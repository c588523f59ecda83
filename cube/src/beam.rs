//! Analytic antenna beam patterns.
//!
//! The receiving antenna's gain depends only on the elevation angle of the
//! source, measured from the satellite's horizontal plane. Patterns are
//! frequency independent and azimuthally symmetric.

use crate::error::{Error, Result};
use serde::{Deserialize, Serialize};
use std::fmt;
use std::str::FromStr;

/// Beam pattern of the satellite antenna.
#[derive(Clone, Copy, Debug, PartialEq, Eq, Serialize, Deserialize)]
pub enum BeamPattern {
    /// `cos²(θ)`: unit gain along the horizontal plane, null at nadir.
    #[serde(rename = "cos square")]
    CosSquare,

    /// `sin²(θ)`: unit gain at nadir, null along the horizontal plane.
    #[serde(rename = "sin square")]
    SinSquare,
}

impl Default for BeamPattern {
    fn default() -> Self {
        BeamPattern::CosSquare
    }
}

impl BeamPattern {
    /// Gain at an elevation angle given in degrees.
    pub fn gain(self, elevation_deg: f64) -> f64 {
        let theta = elevation_deg.to_radians();
        match self {
            BeamPattern::CosSquare => theta.cos().powi(2),
            BeamPattern::SinSquare => theta.sin().powi(2),
        }
    }

    pub fn name(self) -> &'static str {
        match self {
            BeamPattern::CosSquare => "cos square",
            BeamPattern::SinSquare => "sin square",
        }
    }
}

impl FromStr for BeamPattern {
    type Err = Error;

    fn from_str(s: &str) -> Result<Self> {
        match s {
            "cos square" => Ok(BeamPattern::CosSquare),
            "sin square" => Ok(BeamPattern::SinSquare),
            other => Err(Error::UnknownBeamPattern(other.to_string())),
        }
    }
}

impl fmt::Display for BeamPattern {
    fn fmt(&self, f: &mut fmt::Formatter<'_>) -> fmt::Result {
        f.write_str(self.name())
    }
}

/// Gain of the named pattern at an elevation angle in degrees.
pub fn beam_gain(pattern: &str, elevation_deg: f64) -> Result<f64> {
    Ok(pattern.parse::<BeamPattern>()?.gain(elevation_deg))
}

- [Task item] Copy each line of the preceding material that contains "SinSquare".

- [Reply to the exercise]
    SinSquare,
            BeamPattern::SinSquare => theta.sin().powi(2),
            BeamPattern::SinSquare => "sin square",
            "sin square" => Ok(BeamPattern::SinSquare),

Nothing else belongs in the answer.